Member of the Idaho House of Representatives from the 21st District, seat B
- In office December 1, 2020 – December 1, 2022
- Preceded by: Megan Kiska
- Succeeded by: John Vander Woude (redistricting)

Personal details
- Party: Republican
- Spouse: Angela
- Alma mater: University of North Dakota Northwestern College of Chiropractic

= Greg Ferch =

American politician

Gregory Ferch is an American chiropractor and politician who served as a member of the Idaho House of Representatives from Idaho's 21st district, Seat B.

==Early life==
Ferch was born in Orange, California, but was raised in the small rural farming town of Kenmare, North Dakota.

Ferch joined the United States Army as a medic while a senior in high school.
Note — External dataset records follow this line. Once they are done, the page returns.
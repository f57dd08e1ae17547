//! # Recipe Planner
//!
//! Recipe-management core: asks a text generator for recipes, parses the
//! semi-structured completions into typed recipes, prices and consolidates
//! grocery lists, converts units and scales saved recipes.

pub mod circuit_breaker;
pub mod config;
pub mod db;
pub mod errors;
pub mod grocery;
pub mod ingredient_normalizer;
pub mod meal_plan;
pub mod memory_store;
pub mod price_table;
pub mod prompts;
pub mod ratings;
pub mod recipe_model;
pub mod recipe_parser;
pub mod recipe_patterns;
pub mod recipe_service;
pub mod scaling;
pub mod text_generator;
pub mod unit_converter;

pub use errors::RecipeError;
pub use recipe_model::{Ingredient, ParsedRecipe};
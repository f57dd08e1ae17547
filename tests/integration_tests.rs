//! # Integration Tests
//!
//! End-to-end flows over the in-memory store and a scripted text generator:
//! generate recipes, shop for them, rate them and scale them.

mod common;

use std::collections::BTreeMap;
use std::time::Duration;

use common::{test_app, THREE_RECIPES};
use recipe_planner::errors::RecipeError;
use recipe_planner::grocery::{GroceryItemInput, GroceryListService};
use recipe_planner::ratings::{RateRecipeRequest, RatedRecipe, RatingService};
use recipe_planner::recipe_service::{ExcludedRecipe, RecipeRequest, SingleRecipeRequest};
use recipe_planner::scaling::ScalingService;

fn request(count: usize) -> RecipeRequest {
    RecipeRequest {
        user_id: "chef".into(),
        title: "weeknight dinners".into(),
        budget: 12.0,
        count,
        persist: true,
    }
}

#[tokio::test]
async fn test_generated_recipes_feed_the_grocery_list() -> anyhow::Result<()> {
    let app = test_app();
    app.generator.push(THREE_RECIPES);

    let recipes = app.recipes.generate_recipes(&request(3)).await?;
    assert_eq!(recipes.len(), 3);
    assert!(recipes.iter().all(|recipe| recipe.recipe_id.is_some()));

    let items: Vec<GroceryItemInput> = recipes
        .iter()
        .flat_map(|recipe| recipe.grocery_list.iter().map(GroceryItemInput::from))
        .collect();
    let groceries = GroceryListService::new(app.store.clone());
    let report = groceries.save_grocery_list("chef", &items).await?;

    // rice appears in two recipes
    assert!(report.consolidation_summary.consolidated_items < items.len());
    let list = groceries.grocery_list("chef", false).await?;
    let rice = list.items.iter().find(|item| item.normalized_name == "rice").unwrap();
    assert_eq!(rice.quantity, 2.5);
    assert_eq!(rice.original_names, vec!["rice", "rice"]);
    Ok(())
}

#[tokio::test]
async fn test_ratings_shape_the_next_prompt() -> anyhow::Result<()> {
    let app = test_app();
    app.generator.push(THREE_RECIPES);
    app.generator.push(THREE_RECIPES);

    let recipes = app.recipes.generate_recipes(&request(3)).await?;
    let ratings = RatingService::new(app.store.clone());
    ratings
        .rate_recipe(&RateRecipeRequest {
            user_id: "chef".into(),
            recipe: RatedRecipe::Saved {
                recipe_id: recipes[0].recipe_id.unwrap(),
            },
            rating: 5,
            feedback_reason: None,
        })
        .await?;
    ratings
        .rate_recipe(&RateRecipeRequest {
            user_id: "chef".into(),
            recipe: RatedRecipe::Generated {
                recipe: (&recipes[1]).into(),
            },
            rating: 1,
            feedback_reason: Some("too bland".into()),
        })
        .await?;

    app.recipes.generate_recipes(&request(1)).await?;
    let prompts = app.generator.prompts();
    assert!(!prompts[0].contains("past ratings"));
    assert!(prompts[1].contains("- They enjoy: american"));
    assert!(prompts[1].contains("- Avoid: chinese"));
    assert!(prompts[1].contains("- Favourite styles: high-protein, quick, gluten-free"));
    Ok(())
}

#[tokio::test]
async fn test_regeneration_excludes_previous_recipes() -> anyhow::Result<()> {
    let app = test_app();
    app.generator.push(THREE_RECIPES);
    app.generator.push(
        "RECIPE: Miso Glazed Tofu\n\n\
         Ingredients:\n- 1 lb tofu\n\n\
         Directions:\n1. Glaze and bake.\n",
    );

    let recipes = app.recipes.generate_recipes(&request(3)).await?;
    let exclusions = recipes
        .iter()
        .map(|recipe| ExcludedRecipe::named(&recipe.recipe_name))
        .collect();

    let single = app
        .recipes
        .generate_single_recipe(&SingleRecipeRequest {
            user_id: "chef".into(),
            title: "weeknight dinners".into(),
            budget: 12.0,
            exclusions,
        })
        .await?;

    assert_eq!(single.recipe_name, "Miso Glazed Tofu");
    assert!(app.generator.prompts()[1]
        .contains("Garlic Butter Salmon, Tomato Egg Scramble, Simple Rice Bowl"));
    assert_eq!(app.recipes.user_recipes("chef", 10).await?.len(), 4);
    Ok(())
}

#[tokio::test]
async fn test_saved_recipes_can_be_scaled() -> anyhow::Result<()> {
    let app = test_app();
    app.generator.push(THREE_RECIPES);
    app.recipes.generate_recipes(&request(3)).await?;

    let scaling = ScalingService::new(app.store.clone(), app.prices.clone());
    let scaled = scaling.scale_recipe("chef", "Garlic Butter Salmon", 2).await?;
    assert_eq!(scaled.original_servings, 4);
    assert_eq!(scaled.recipe.recipe_name, "Garlic Butter Salmon (for 2 servings)");
    assert_eq!(scaled.recipe.ingredients[0].quantity, 0.5);

    let analytics = scaling.recipe_analytics("chef", "Garlic Butter Salmon").await?;
    assert_eq!(analytics.nutrition_per_serving.calories, 160.0);
    assert_eq!(analytics.cost_analysis.cost_per_serving, 3.63);

    let mut preferred = BTreeMap::new();
    preferred.insert("rice".to_string(), "ml".to_string());
    let list = scaling
        .scaled_grocery_list("chef", "Simple Rice Bowl", 4, &preferred)
        .await?;
    let rice = list.grocery_list.iter().find(|line| line.name == "rice").unwrap();
    assert_eq!(rice.unit, "ml");
    assert_eq!(rice.quantity, 473.18);
    assert_eq!(rice.total_cost, 1.0);
    Ok(())
}

#[tokio::test]
async fn test_generator_timeout_is_reported() {
    let app = test_app();
    app.generator.push_error(RecipeError::Timeout(Duration::from_secs(30)));

    let err = app.recipes.generate_recipes(&request(3)).await.unwrap_err();
    assert_eq!(err.to_string(), "Recipe generation timed out after 30s");
    assert!(app.recipes.user_recipes("chef", 10).await.unwrap().is_empty());
}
He attained the rank of Staff Sergeant in six years and left the army after eleven years of service. He was in chiropractic school when his unit was activated during Operation Desert Storm in 1991.

==Education==

Ferch graduated from the University of North Dakota (UND) in 1989 with a degree in human biology. While at UND he also studied chemistry, business and was a teaching assistant in anatomy cadaver labs for two years. In 1993, he graduated from Northwestern College of Chiropractic in Bloomington, Minnesota, with Doctor of Chiropractic degree.

==Chiropracting career==

Ferch moved to Boise, Idaho, in April 1994 after purchasing his current chiropractic practice. He has been a small businessman, employer and real estate investor for over twenty-six years.

==Elections==
Ferch defeated Brenda Palmer and Eli Hodson with 49.3% of the vote. Ferch defeated Libertarian nominee Lisa Adams with 71.5% of the vote.

==Personal life==

Ferch met his wife, Angela, in 1987 while they were both serving in the United States Army. They were married in 2001 at Broadway Avenue Baptist Church in Boise.